I'm coming. I thought. I couldn't give up. They needed me. I maybe ready to die but they aren't ready to let me go. I'm coming.
But my eyes were to heavy. It was like a thin veil was separating me and them. I tried to reach them but they were just out of my grasp. "She's stable." The same voice from earlier said.
I expected the hallucinations to come back. I wanted them to. But instead I lay here- wherever here was. Able to hear everything around me. Able to hear the nurse talking to someone who never seemed to bother with a reply. Able to hear the steady beeps of the machines, reminding me I was still alive. Able to hear everything but not being able to tell them that I was just right here. Knowing That if I was just a little stronger I would be able to grasp at the thread of consciousness that dangled in front of me. I'm not sure how long I was stuck in this limbo. It could have been a few hours, days or months but it was longest period of my life either way. Each second was torture. In all my life I had never been so alone.

Through this hell I held onto the belief that I could make it through. I let lazy memories dance through my mind. The veil remained firmly in place.
I had heard about people that live on life support for 20 years before waking up. Was that what was going to happen to me? Would they just turn it off eventually?
A voice broke through my thoughts. It was mans voice, familiar but I couldn't place it. It was rough, as if they hadn't spoken in a while, as if they had been crying. "You owe me a dance missy, you have to wake up." They whispered, so quite I almost felt I shouldn't have heard it. That some how I was encroaching on their private thoughts.
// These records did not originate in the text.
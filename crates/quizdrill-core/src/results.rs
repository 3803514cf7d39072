//! Result shaping: pure functions from a [`ScoredAttempt`] to display data.
//!
//! The pass threshold is a parameter everywhere. The platform historically
//! used a generic 70% bar in the summary header while the inline quiz view
//! used the quiz's own `passing_score_percent`; callers pick one instead of
//! this module hardcoding either.

use serde::Serialize;

use crate::model::ScoredAttempt;

/// The generic pass bar used when no quiz-specific threshold applies.
pub const DEFAULT_PASS_THRESHOLD: f64 = 70.0;

/// Aggregate summary for the results header.
#[derive(Debug, Clone, Serialize)]
pub struct AttemptSummary {
    pub correct_answers: usize,
    pub total_questions: usize,
    pub percent: f64,
    pub passed: bool,
    /// Elapsed time formatted as `"{m}m {s}s"`.
    pub duration: String,
    pub timed_out: bool,
}

/// How one option of a choice question should be rendered.
#[derive(Debug, Clone, Copy, PartialEq, Eq, Serialize)]
#[serde(rename_all = "kebab-case")]
pub enum OptionTag {
    /// The correct answer, always highlighted.
    CorrectAnswer,
    /// The learner's pick when it was wrong, highlighted differently.
    WrongPick,
    /// Everything else.
    Plain,
}

/// One option with its display tag.
#[derive(Debug, Clone, Serialize)]
pub struct OptionDisplay {
    pub text: String,
    pub tag: OptionTag,
}

/// Per-question breakdown row.
#[derive(Debug, Clone, Serialize)]
pub struct QuestionReview {
    pub question_id: String,
    pub user_answer: String,
    pub correct_answer: String,
    pub correct: bool,
    pub points_earned: f64,
    pub max_points: f64,
    /// `100 * points_earned / max_points`, 0 when `max_points` is 0.
    pub percent: f64,
    pub options: Vec<OptionDisplay>,
    pub resources: Vec<String>,
}

/// Build the aggregate summary against the given pass threshold (0-100).
pub fn summarize(attempt: &ScoredAttempt, pass_threshold: f64) -> AttemptSummary {
    let correct_answers = attempt.answers.iter().filter(|a| a.correct).count();
    let percent = attempt.percent();
    AttemptSummary {
        correct_answers,
        total_questions: attempt.answers.len(),
        percent,
        passed: percent >= pass_threshold,
        duration: format_duration(attempt.duration_sec),
        timed_out: attempt.timed_out,
    }
}

/// Build the per-question breakdown, tagging each option of a choice
/// question as correct-answer, wrong-pick, or plain.
pub fn review(attempt: &ScoredAttempt) -> Vec<QuestionReview> {
    attempt
        .answers
        .iter()
        .map(|a| {
            let percent = if a.max_points > 0.0 {
                100.0 * a.points_earned / a.max_points
            } else {
                0.0
            };
            let options = a
                .options
                .iter()
                .map(|text| {
                    let tag = if *text == a.correct_answer {
                        OptionTag::CorrectAnswer
                    } else if *text == a.user_answer && !a.correct {
                        OptionTag::WrongPick
                    } else {
                        OptionTag::Plain
                    };
                    OptionDisplay {
                        text: text.clone(),
                        tag,
                    }
                })
                .collect();
            QuestionReview {
                question_id: a.question_id.clone(),
                user_answer: a.user_answer.clone(),
                correct_answer: a.correct_answer.clone(),
                correct: a.correct,
                points_earned: a.points_earned,
                max_points: a.max_points,
                percent,
                options,
                resources: a.resources.clone(),
            }
        })
        .collect()
}

/// Render a duration as `"{m}m {s}s"`, no zero-padding.
pub fn format_duration(secs: u64) -> String {
    format!("{}m {}s", secs / 60, secs % 60)
}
I knew it was meant for me though. I knew that voice.

Mint.

Slowly, ever so slowly the veil began to lift. I could feel the coarse sheets against my skin. I could feel it scratch against my skin whenever my arm twitched involuntarily. I began to feel the sensation to my limbs return and I could move them. The relief that flooded through me was so strong. I wanted to jump in the air and scream. I felt dampness on my hand. Tears. Someone was crying. Instead I managed to choke out a hoarse whisper. "I'm right here." Instantly I felt a warm hand took my own. "Hope?" They questioned. I knew that voice. I would know that voice anywhere. Mint. Mint flooded my senses and my eyes shot open. I was alive.

The bright lights burnt my retina as I stared up at the white ceiling. I turned my head to my left. He was there. Relief and joy painted his tired featured. He really was handsome. I lifted my hand up to his cheek, "are you real?" I asked.
He cupped his hand over mine, "I'm real." He whispered and I let out a breath I hadn't realised I was holding.